Enter Tom Ford's new Noir Anthracite ($296). Although it's promoted as intense and daring with its mix of pepper, bergamot and rich woody - almost smoky - notes, this is surprisingly subtle for a cologne with "noir" in the title. It was so delicious I considered hiding it, wearing it myself for a few days before handing it over.
After exhibiting ho-hum responses to most of the latest new releases, Stu declared it almost perfect (he's no pushover) and stashed it away.

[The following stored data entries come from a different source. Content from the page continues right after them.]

use actix_web::{web, HttpResponse};
use serde::Deserialize;
use serde_json::json;

use crate::auth::Identity;
use crate::generation::{DualPathSimulation, QuestionAnswer};
use crate::{AppState, Result};

#[derive(Debug, Deserialize)]
pub struct QuestionsRequest {
    pub decision: String,
}

#[derive(Debug, Deserialize)]
pub struct SimulateRequest {
    pub decision: String,
    #[serde(default)]
    pub answers: Vec<QuestionAnswer>,
}

#[derive(Debug, Deserialize)]
pub struct FlashcardsRequest {
    pub decision: String,
    #[serde(default)]
    pub answers: Vec<QuestionAnswer>,
    pub simulations: DualPathSimulation,
}

fn caller(identity: &Option<Identity>) -> &str {
    identity.as_ref().map_or("anonymous", |i| i.external_id.as_str())
}

pub async fn questions(
    state: web::Data<AppState>,
    identity: Option<Identity>,
    req: web::Json<QuestionsRequest>,
) -> Result<HttpResponse> {
    tracing::info!(caller = caller(&identity), "Generating questions");
    let questions = state.gateway.questions(req.decision.trim()).await?;
    Ok(HttpResponse::Ok().json(json!({ "questions": questions })))
}

pub async fn simulate_paths(
    state: web::Data<AppState>,
    identity: Option<Identity>,
    req: web::Json<SimulateRequest>,
) -> Result<HttpResponse> {
    tracing::info!(caller = caller(&identity), answers = req.answers.len(), "Simulating paths");
    let simulation = state.gateway.simulate(req.decision.trim(), &req.answers).await?;
    Ok(HttpResponse::Ok().json(simulation))
}

pub async fn flashcards(
    state: web::Data<AppState>,
    identity: Option<Identity>,
    req: web::Json<FlashcardsRequest>,
) -> Result<HttpResponse> {
    tracing::info!(caller = caller(&identity), "Generating flashcards");
    let set = state
        .gateway
        .flashcards(req.decision.trim(), &req.answers, &req.simulations)
        .await?;
    Ok(HttpResponse::Ok().json(set))
}
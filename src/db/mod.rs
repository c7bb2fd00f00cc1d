//! Persistence for users and decision aggregates.
//!
//! Two backends implement the same traits: [`DbOperations`] over Postgres and
//! [`MemoryStore`] for offline runs and tests. Every decision operation takes
//! the owner id first; a decision owned by someone else is reported as
//! missing.

pub mod memory;
pub mod models;
pub mod operations;

use async_trait::async_trait;
use uuid::Uuid;

pub use memory::MemoryStore;
pub use models::{CheckIn, Decision, DecisionSummary, FlashcardRecord, NewDecision, User, UserChoice};
pub use operations::DbOperations;

#[cfg_attr(test, mockall::automock)]
#[async_trait]
pub trait UserStore: Send + Sync {
    async fn find_by_external_id(&self, external_id: &str) -> crate::Result<Option<User>>;

    /// Return the user for `external_id`, creating it on first sight.
    async fn get_or_create(&self, external_id: &str, email: Option<String>) -> crate::Result<User>;

    /// Returns false if no user has that external id.
    async fn set_unlimited(&self, external_id: &str, unlimited: bool) -> crate::Result<bool>;
}

#[cfg_attr(test, mockall::automock)]
#[async_trait]
pub trait DecisionStore: Send + Sync {
    /// Persist the decision and all its children atomically.
    async fn create(&self, owner: Uuid, decision: NewDecision) -> crate::Result<Decision>;

    async fn get_by_id(&self, owner: Uuid, id: Uuid) -> crate::Result<Decision>;

    /// Newest first, each with at most its latest check-in.
    async fn list_summaries(&self, owner: Uuid) -> crate::Result<Vec<DecisionSummary>>;

    async fn delete(&self, owner: Uuid, id: Uuid) -> crate::Result<()>;

    /// Record a check-in and, when `new_status` differs, move the decision to it.
    async fn append_check_in(
        &self,
        owner: Uuid,
        id: Uuid,
        reflection: &str,
        new_status: Option<String>,
    ) -> crate::Result<CheckIn>;
}
//! Per-user decision quota.
//!
//! Checking a limit and consuming it are separate calls: a caller checks
//! before doing work and consumes only after the decision was persisted.

mod policy;

use async_trait::async_trait;
use uuid::Uuid;

pub use policy::{LimitCheck, LimitType, QuotaPolicy, Usage, DEFAULT_DAILY_LIMIT, DEFAULT_MONTHLY_LIMIT};

#[cfg_attr(test, mockall::automock)]
#[async_trait]
pub trait QuotaLedger: Send + Sync {
    /// Roll expired windows for `user_id`, then report whether a new decision is allowed.
    async fn check_limit(&self, user_id: Uuid) -> crate::Result<LimitCheck>;

    /// Increment both counters by one.
    async fn consume(&self, user_id: Uuid) -> crate::Result<()>;

    fn policy(&self) -> QuotaPolicy;
}
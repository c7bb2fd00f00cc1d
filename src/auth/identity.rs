use std::future::{ready, Ready};

use actix_web::dev::Payload;
use actix_web::http::header::AUTHORIZATION;
use actix_web::{web, FromRequest, HttpRequest};

use crate::error::{AppError, AuthError};
use crate::AppState;

/// Session cookie set by the identity provider's frontend SDK.
pub const SESSION_COOKIE: &str = "__session";

/// The authenticated caller, identified by the provider's user id.
#[derive(Debug, Clone, PartialEq, Eq)]
pub struct Identity {
    pub external_id: String,
    pub email: Option<String>,
}

fn bearer_token(req: &HttpRequest) -> Option<String> {
    let from_header = req
        .headers()
        .get(AUTHORIZATION)
        .and_then(|v| v.to_str().ok())
        .and_then(|v| v.strip_prefix("Bearer "))
        .map(|t| t.trim().to_string())
        .filter(|t| !t.is_empty());

    from_header.or_else(|| req.cookie(SESSION_COOKIE).map(|c| c.value().to_string()))
}

impl Identity {
    fn extract(req: &HttpRequest) -> Result<Self, AppError> {
        let state = req
            .app_data::<web::Data<AppState>>()
            .ok_or_else(|| AppError::InternalError("application state not registered".into()))?;

        let token = bearer_token(req).ok_or(AuthError::MissingToken)?;
        let identity = state.auth.validate_token(&token).map_err(|e| {
            tracing::debug!(error = %e, "Rejected session token");
            e
        })?;

        Ok(identity)
    }
}

impl FromRequest for Identity {
    type Error = AppError;
    type Future = Ready<Result<Self, Self::Error>>;

    fn from_request(req: &HttpRequest, _payload: &mut Payload) -> Self::Future {
        ready(Self::extract(req))
    }
}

One fragrance I will definitely wear - a lot - is New Zealander Tiffany Jeans' powdery Purotu Rose EDP ($240). The designer responsible for the Curio Noir range has produced a heady, unforgettable mix of rose, pink pepper, bitter orange and earthy vetiver. The bitter orange gives the sweet rose a smoky edge; the pepper gives the fragrance a modern fizz you catch at right the back of your nose. Purotu Rose packs a punch, so it's not for the shy, but if you love modern fragrances (Flowerbomb by Viktor & Rolf and Elie Saab Rose Couture spring to mind), you should find it mesmerising. I know what I'll be asking for next birthday. It also comes in a 5ml pocket parfum ($40).
Another scent to contain pink pepper that smells good enough to wear is actually for the home. Aesop's Istros Aromatique Room Spray ($71) combines the ingredient with lavender and tobacco. Billed as refined, floral and smoky, it's Noir-Anthracite-meets-Purotu-Rose for the home and so beautiful I've become obsessed with spraying it in front of me so I can walk into the mist.